There is Compose Multiplatform https://www.jetbrains.com/lp/compose-multiplatform/ out, you already started doing the compose extension for Android, would it be possible to get a dependency that can be used within Kotlin Multiplatform compose?

Why

To not implement iOS and Android (and maybe another target) separately.

rkreienbuehl commented 4 months ago

This would be great

brendanw commented 3 months ago

Huge +1 from a mapbox customer who is all in on compose multiplatform

sigmadeltasoftware commented 1 month ago

+1 from another avid user.

Personally, I would like to suggest to maybe consider the Android Search SDK (https://docs.mapbox.com/android/search/guides/) as a suitable PoC as most of the components used in the SDK have a readily available KMP alternative.

ColtonIdle commented 3 weeks ago

this would likely cause my team to move to mapbox. does not seem like google maps will be multiplatform anytime soon.

sigmadeltasoftware commented 3 weeks ago

this would likely cause my team to move to mapbox. does not seem like google maps will be multiplatform anytime soon.

Honestly, I've been integrating the MapBox iOS SDK into my Compose Multiplatform project for a few days now and got it into a semi-decent working state, but the journey has been such an absolute pain that I don't believe it's happening anytime soon.

The iOS SDK is very fragile (inter-incompatibility between frameworks for example because some already integrate the other) and the API itself is sometimes completely different from what the other SDK's do (f.e. all other SDK's use driving \ driving-traffic for the profile identifier in the Directions SDK, iOS uses automobile and automobileAvoidingTraffic 😅 : https://docs.mapbox.com/ios/directions/api/2.11.1/Structs/ProfileIdentifier.html)

luca992 commented 3 weeks ago

@sigmadeltasoftware do you have a sample or some code snippets of how you linked the MapBox iOS SDK to your project and rendered it in a composable? I was attempting to do that not long ago but I couldn't get it working.

rschattauer commented 3 weeks ago

@luca992 I have an example here: https://github.com/rschattauer/compose_multiplatform This is my current solution that I will also talk about at DroidCon Berlin in a month. Feedback is greatly appreciated!

luca992 commented 3 weeks ago

@rschattauer thanks appreciate it. Saving me a bunch of time 🙏

sigmadeltasoftware commented 3 weeks ago

@sigmadeltasoftware do you have a sample or some code snippets of how you linked the MapBox iOS SDK to your project and rendered it in a composable? I was attempting to do that not long ago but I couldn't get it working.

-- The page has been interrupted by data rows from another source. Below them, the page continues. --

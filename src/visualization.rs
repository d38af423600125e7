//! # Visualization
//!
//! $$
//! (\sigma_k, \mu_k) \mapsto \text{risk/return scatter}
//! $$
//!
//! Plotly chart of the efficient frontier, optionally over a random
//! portfolio cloud. Collaborator-facing: the optimization core only hands
//! over the parallel risk/return arrays consumed here.

use plotly::common::Mode;
use plotly::layout::Axis;
use plotly::Layout;
use plotly::Plot;
use plotly::Scatter;

use crate::frontier::EfficientFrontier;
use crate::sampling::PortfolioCloud;

/// Build a risk/return scatter of the frontier, with the random cloud as a
/// marker backdrop when supplied.
pub fn frontier_plot(frontier: &EfficientFrontier, cloud: Option<&PortfolioCloud>) -> Plot {
  let mut plot = Plot::new();

  if let Some(cloud) = cloud {
    let backdrop = Scatter::new(cloud.risks.clone(), cloud.returns.clone())
      .mode(Mode::Markers)
      .name(format!("{} random portfolios", cloud.len()).as_str());
    plot.add_trace(backdrop);
  }

  let line = Scatter::new(frontier.risks(), frontier.expected_returns())
    .mode(Mode::LinesMarkers)
    .name("Efficient frontier");
  plot.add_trace(line);

  plot.set_layout(
    Layout::new()
      .title("Mean return vs standard deviation")
      .x_axis(Axis::new().title("std"))
      .y_axis(Axis::new().title("mean")),
  );

  plot
}
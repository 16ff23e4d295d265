//! # Common Replication Types
//!
//! Transport-independent building blocks of the replication client:
//!
//! - [`ChangeEvent`] / [`TypedValue`] / [`Operation`] - decoded change records
//! - [`RecordPool`] - reusable event allocations
//! - [`PositionTracker`] - received and acknowledged WAL positions
//! - [`BatchAccumulator`] - transaction-aligned batching and acknowledgement
//! - [`spawn_heartbeat`] - periodic standby status updates
//! - [`BatchHandler`], [`ReplicationConnector`], [`ReplicationSession`] - seams
//! - [`Validator`] - identifier and connection string checks
//! - [`CdcError`] - error type
//!
//! ```text
//! ┌──────────────────────────────────────────────────────┐
//! │  ChangeEvent    ←── decoded row change or tx marker  │
//! │  RecordPool     ←── checkout / release of events     │
//! │  PositionTracker←── received / acknowledged LSNs     │
//! │  BatchAccumulator ─→ BatchHandler (in order)         │
//! │  Heartbeat      ←── status update every interval     │
//! └──────────────────────────────────────────────────────┘
//! ```

mod batch;
mod error;
mod event;
mod heartbeat;
mod pool;
mod position;
mod traits;
mod validation;

pub use batch::*;
pub use error::*;
pub use event::*;
pub use heartbeat::*;
pub use pool::*;
pub use position::*;
pub use traits::*;
pub use validation::*;
//! Change event representation
//!
//! A [`ChangeEvent`] is one decoded row change for the watched table. Column
//! values are typed from the decoder's textual type names (see
//! [`crate::postgres::type_mapper`]).
//!
//! ## Operation field
//!
//! Every decoded event carries a synthetic `operate` column holding the
//! operation name, so consumers that only look at the column map still see
//! what happened:
//!
//! ```ignore
//! assert_eq!(event.columns["operate"], TypedValue::String("INSERT".into()));
//! ```

use chrono::NaiveDateTime;
use serde::Serialize;
use std::collections::HashMap;
use std::fmt;

/// Name of the synthetic column holding the operation name.
pub const OPERATION_FIELD: &str = "operate";

/// A typed column value.
///
/// `Null` is distinct from every empty or zero value.
#[derive(Debug, Clone, PartialEq, Serialize)]
#[serde(untagged)]
pub enum TypedValue {
    Null,
    Bool(bool),
    Int(i64),
    Float(f64),
    String(String),
    StringArray(Vec<String>),
    Json(serde_json::Map<String, serde_json::Value>),
    Timestamp(NaiveDateTime),
}

impl TypedValue {
    pub fn is_null(&self) -> bool {
        matches!(self, Self::Null)
    }

    pub fn as_bool(&self) -> Option<bool> {
        match self {
            Self::Bool(b) => Some(*b),
            _ => None,
        }
    }

    pub fn as_i64(&self) -> Option<i64> {
        match self {
            Self::Int(i) => Some(*i),
            _ => None,
        }
    }

    pub fn as_f64(&self) -> Option<f64> {
        match self {
            Self::Float(f) => Some(*f),
            _ => None,
        }
    }

    pub fn as_str(&self) -> Option<&str> {
        match self {
            Self::String(s) => Some(s),
            _ => None,
        }
    }
}

/// Change operation, as named by the decoder.
///
/// The mapping between names and codes is a pure function; there is no
/// lookup table.
#[derive(Debug, Clone, Copy, PartialEq, Eq, Hash, Default, Serialize)]
#[serde(rename_all = "UPPERCASE")]
#[repr(u8)]
pub enum Operation {
    #[default]
    Unknown = 0,
    Begin = 1,
    Insert = 2,
    Delete = 3,
    Update = 4,
    Commit = 5,
}

impl Operation {
    /// All operations, in code order.
    pub const ALL: [Operation; 6] = [
        Operation::Unknown,
        Operation::Begin,
        Operation::Insert,
        Operation::Delete,
        Operation::Update,
        Operation::Commit,
    ];

    /// Classify a decoder keyword. Unrecognized names map to `Unknown`.
    pub fn from_name(name: &str) -> Self {
        match name {
            "BEGIN" => Self::Begin,
            "INSERT" => Self::Insert,
            "DELETE" => Self::Delete,
            "UPDATE" => Self::Update,
            "COMMIT" => Self::Commit,
            _ => Self::Unknown,
        }
    }

    /// Name used on the wire and in the synthetic operation column.
    pub fn name(&self) -> &'static str {
        match self {
            Self::Unknown => "UNKNOWN",
            Self::Begin => "BEGIN",
            Self::Insert => "INSERT",
            Self::Delete => "DELETE",
            Self::Update => "UPDATE",
            Self::Commit => "COMMIT",
        }
    }

    pub fn code(&self) -> u8 {
        *self as u8
    }

    /// Out-of-range codes map to `Unknown`.
    pub fn from_code(code: u8) -> Self {
        match code {
            1 => Self::Begin,
            2 => Self::Insert,
            3 => Self::Delete,
            4 => Self::Update,
            5 => Self::Commit,
            _ => Self::Unknown,
        }
    }

    /// Begin, commit and unknown events never enter a batch.
    pub fn is_control(&self) -> bool {
        !self.is_row_change()
    }

    pub fn is_row_change(&self) -> bool {
        matches!(self, Self::Insert | Self::Delete | Self::Update)
    }
}

impl fmt::Display for Operation {
    fn fmt(&self, f: &mut fmt::Formatter<'_>) -> fmt::Result {
        f.write_str(self.name())
    }
}

/// One decoded change for the watched table.
#[derive(Debug, Clone, Default, PartialEq, Serialize)]
pub struct ChangeEvent {
    pub operation: Operation,
    pub schema: String,
    pub table: String,
    /// New-tuple columns (or the only row image), plus the operation column
    pub columns: HashMap<String, TypedValue>,
    /// Old-tuple columns, present when the table's replica identity reports them
    #[serde(skip_serializing_if = "HashMap::is_empty")]
    pub old_columns: HashMap<String, TypedValue>,
    /// Server send time of the carrying message (Unix epoch millis)
    pub timestamp: i64,
    /// WAL position of the carrying message
    pub position: u64,
    /// Reserved routing tag
    #[serde(skip_serializing_if = "String::is_empty")]
    pub rule: String,
}

impl ChangeEvent {
    /// Column value by name.
    pub fn get(&self, column: &str) -> Option<&TypedValue> {
        self.columns.get(column)
    }

    /// Old-tuple column value by name.
    pub fn get_old(&self, column: &str) -> Option<&TypedValue> {
        self.old_columns.get(column)
    }

    /// Clear every field, keeping map allocations for reuse.
    pub fn reset(&mut self) {
        self.operation = Operation::Unknown;
        self.schema.clear();
        self.table.clear();
        self.columns.clear();
        self.old_columns.clear();
        self.timestamp = 0;
        self.position = 0;
        self.rule.clear();
    }

    /// Serialize to JSON bytes
    pub fn to_json_bytes(&self) -> crate::common::Result<Vec<u8>> {
        Ok(serde_json::to_vec(self)?)
    }
}
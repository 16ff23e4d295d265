//! PostgreSQL logical replication with the `test_decoding` output plugin
//!
//! Supports:
//! - PostgreSQL 10+ with `wal_level = logical`
//! - Cleartext, MD5 and SCRAM-SHA-256 authentication
//! - Slot creation on first start, resume on later starts
//! - Transaction-aligned batching with acknowledgement after delivery
//! - Periodic standby status updates and one-shot reconnect
//!
//! # Architecture
//!
//! ```text
//! PostgreSQL WAL → ReplicationClient → TestDecodingDecoder → ChangeEvent
//!                                                    ↓
//!                           BatchAccumulator → BatchHandler(s)
//! ```

pub mod config;
pub mod protocol;
mod source;
mod type_mapper;

pub use config::{LogicalConfig, LogicalConfigBuilder, OUTPUT_PLUGIN};
pub use protocol::*;
pub use source::*;
pub use type_mapper::*;
//! Reuse pool for decoded change events
//!
//! Decoding happens once per WAL message, so events are recycled instead of
//! allocated fresh: [`RecordPool::checkout`] hands out an empty event and
//! [`RecordPool::release`] resets it and puts it back on a bounded free
//! list. When the free list is full the event is simply dropped.
//!
//! The pool is `Send + Sync`; in practice only the consumption loop touches it.

use crate::common::ChangeEvent;
use crossbeam_channel::{bounded, Receiver, Sender};
use std::sync::atomic::{AtomicU64, Ordering};

/// Default number of idle events kept on the free list.
pub const DEFAULT_POOL_CAPACITY: usize = 1024;

/// Record pool statistics
#[derive(Debug, Default)]
pub struct PoolStats {
    /// Total checkouts
    pub checkouts: AtomicU64,
    /// Total releases
    pub releases: AtomicU64,
    /// Checkouts served by a fresh allocation
    pub misses: AtomicU64,
    /// Releases dropped because the free list was full
    pub discarded: AtomicU64,
}

impl PoolStats {
    /// Events currently checked out and not yet released.
    pub fn in_use(&self) -> u64 {
        let out = self.checkouts.load(Ordering::Relaxed);
        let back = self.releases.load(Ordering::Relaxed);
        out.saturating_sub(back)
    }

    /// Get hit rate (0.0 - 1.0)
    pub fn hit_rate(&self) -> f64 {
        let checkouts = self.checkouts.load(Ordering::Relaxed);
        let misses = self.misses.load(Ordering::Relaxed);
        if checkouts == 0 {
            1.0
        } else {
            1.0 - (misses as f64 / checkouts as f64)
        }
    }
}

/// Bounded free list of [`ChangeEvent`]s.
pub struct RecordPool {
    free: (Sender<ChangeEvent>, Receiver<ChangeEvent>),
    stats: PoolStats,
}

impl RecordPool {
    pub fn new(capacity: usize) -> Self {
        Self {
            free: bounded(capacity.max(1)),
            stats: PoolStats::default(),
        }
    }

    /// Take an empty event, reusing an idle one when available.
    pub fn checkout(&self) -> ChangeEvent {
        self.stats.checkouts.fetch_add(1, Ordering::Relaxed);
        match self.free.1.try_recv() {
            Ok(event) => event,
            Err(_) => {
                self.stats.misses.fetch_add(1, Ordering::Relaxed);
                ChangeEvent::default()
            }
        }
    }

    /// Reset an event and return it to the free list.
    pub fn release(&self, mut event: ChangeEvent) {
        self.stats.releases.fetch_add(1, Ordering::Relaxed);
        event.reset();
        if self.free.0.try_send(event).is_err() {
            self.stats.discarded.fetch_add(1, Ordering::Relaxed);
        }
    }

    /// Release every event in `events`, leaving it empty.
    pub fn release_all(&self, events: &mut Vec<ChangeEvent>) {
        for event in events.drain(..) {
            self.release(event);
        }
    }

    /// Number of idle events on the free list.
    pub fn available(&self) -> usize {
        self.free.1.len()
    }

    pub fn stats(&self) -> &PoolStats {
        &self.stats
    }
}

impl Default for RecordPool {
    fn default() -> Self {
        Self::new(DEFAULT_POOL_CAPACITY)
    }
}

impl std::fmt::Debug for RecordPool {
    fn fmt(&self, f: &mut std::fmt::Formatter<'_>) -> std::fmt::Result {
        f.debug_struct("RecordPool")
            .field("available", &self.available())
            .field("stats", &self.stats)
            .finish()
    }
}
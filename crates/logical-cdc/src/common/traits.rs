//! Traits at the seams of the replication client
//!
//! - [`BatchHandler`]: the consuming application's callback
//! - [`ReplicationConnector`] / [`ReplicationSession`]: the replication
//!   transport. [`crate::postgres::PgConnector`] is the production
//!   implementation; tests substitute scripted ones.

use crate::common::{ChangeEvent, Result, StatusPositions};
use crate::postgres::protocol::message::ReplicationMessage;
use async_trait::async_trait;
use tokio_util::sync::CancellationToken;

/// Receives every flushed batch.
///
/// The batch is never empty and is in arrival order. The consumption loop
/// waits for `handle` to return before acknowledging the batch or reading
/// more WAL, so a slow handler slows replication down.
#[async_trait]
pub trait BatchHandler: Send + Sync {
    async fn handle(&self, events: &[ChangeEvent]);
}

#[async_trait]
impl<F> BatchHandler for F
where
    F: Fn(&[ChangeEvent]) + Send + Sync,
{
    async fn handle(&self, events: &[ChangeEvent]) {
        self(events)
    }
}

/// Result of `CREATE_REPLICATION_SLOT`.
#[derive(Debug, Clone, Default, PartialEq, Eq)]
pub struct SlotInfo {
    pub slot_name: String,
    /// WAL position the slot is consistent from, as `X/Y`
    pub consistent_point: Option<String>,
    pub snapshot_name: Option<String>,
    pub output_plugin: Option<String>,
}

/// Opens replication sessions.
#[async_trait]
pub trait ReplicationConnector: Send + Sync {
    type Session: ReplicationSession + 'static;

    /// Open and authenticate a new session.
    async fn connect(&self) -> Result<Self::Session>;
}

/// One replication connection.
///
/// All methods take `&self`: the consumption loop and the heartbeat task
/// share the session, so implementations must allow a status update to be
/// written while another task waits for a message.
#[async_trait]
pub trait ReplicationSession: Send + Sync {
    /// Create a logical slot using `plugin`.
    ///
    /// Fails with SQLSTATE 42710 when the slot already exists.
    async fn create_slot(&self, slot: &str, plugin: &str) -> Result<SlotInfo>;

    /// Enter streaming mode. `from == 0` resumes from the slot's confirmed position.
    async fn start_streaming(&self, slot: &str, from: u64) -> Result<()>;

    /// Wait for the next keepalive or data message.
    ///
    /// Returns [`crate::CdcError::Cancelled`] once `cancel` fires.
    async fn wait_for_message(&self, cancel: &CancellationToken) -> Result<ReplicationMessage>;

    /// Send a standby status update.
    async fn send_status(&self, status: StatusPositions) -> Result<()>;

    /// False once the connection is known to be broken.
    fn is_alive(&self) -> bool;

    async fn close(&self) -> Result<()>;
}

#[cfg(test)]
mod tests {
    use super::*;
    use crate::common::Operation;
    use std::sync::atomic::{AtomicUsize, Ordering};
    use std::sync::Arc;

    struct Collector {
        seen: AtomicUsize,
    }

    #[async_trait]
    impl BatchHandler for Collector {
        async fn handle(&self, events: &[ChangeEvent]) {
            self.seen.fetch_add(events.len(), Ordering::SeqCst);
        }
    }

    #[tokio::test]
    async fn test_closure_handler() {
        let count = Arc::new(AtomicUsize::new(0));
        let c = count.clone();
        let handler: Arc<dyn BatchHandler> = Arc::new(move |events: &[ChangeEvent]| {
            c.fetch_add(events.len(), Ordering::SeqCst);
        });

        let events = vec![
            ChangeEvent {
                operation: Operation::Insert,
                ..Default::default()
            };
            3
        ];
        handler.handle(&events).await;
        assert_eq!(count.load(Ordering::SeqCst), 3);
    }

    #[tokio::test]
    async fn test_struct_handler() {
        let collector = Collector {
            seen: AtomicUsize::new(0),
        };
        collector.handle(&[ChangeEvent::default()]).await;
        assert_eq!(collector.seen.load(Ordering::SeqCst), 1);
    }
}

My implementation is very similar to @rschattauer, the only difference being that I make use of the UIViewController instead as I'm using SwiftUI for the MapBox integration in iOS:

actual fun MapBoxView(
    state: MapBoxViewContract.State,
    modifier: Modifier,
    postInput: (MapBoxViewContract.Inputs) -> Unit
) {
  ... 
  val stateFlow = remember { MutableStateFlow(state) }
  val mapBoxViewControllerHandler: MapBoxViewControllerHandler = koinInject()
  val postInputDelegate = remember { object : MapBoxViewPostInputDelegate { ... } }

  val factory = remember { mapBoxViewControllerHandler.loadMapBoxViewController(postInputDelegate, state, stateFlow) as UIViewController }

    LaunchedEffect(state) {
        Napier.ed { "New state received, emitting to iOS" }
        stateFlow.emit(state)
    }

    Box(modifier.windowInsetsPadding(WindowInsets.systemBars)) {
        UIKitViewController(
            factory = { factory },
            modifier = Modifier.fillMaxSize().defaultMinSize(300.dp).border(2.dp, Color.Blue),
        )
    }
}

The current setup I liked most for now, is using a callbackhandler (MapBoxViewControllerHandler) provided by Koin to both iOS and the common module, and then use a MutableStateFlow (that gets transformed into a SkieSwiftFlow by Touchlabs' SKIE) as a reactive component that emits my MVI state changes to iOS.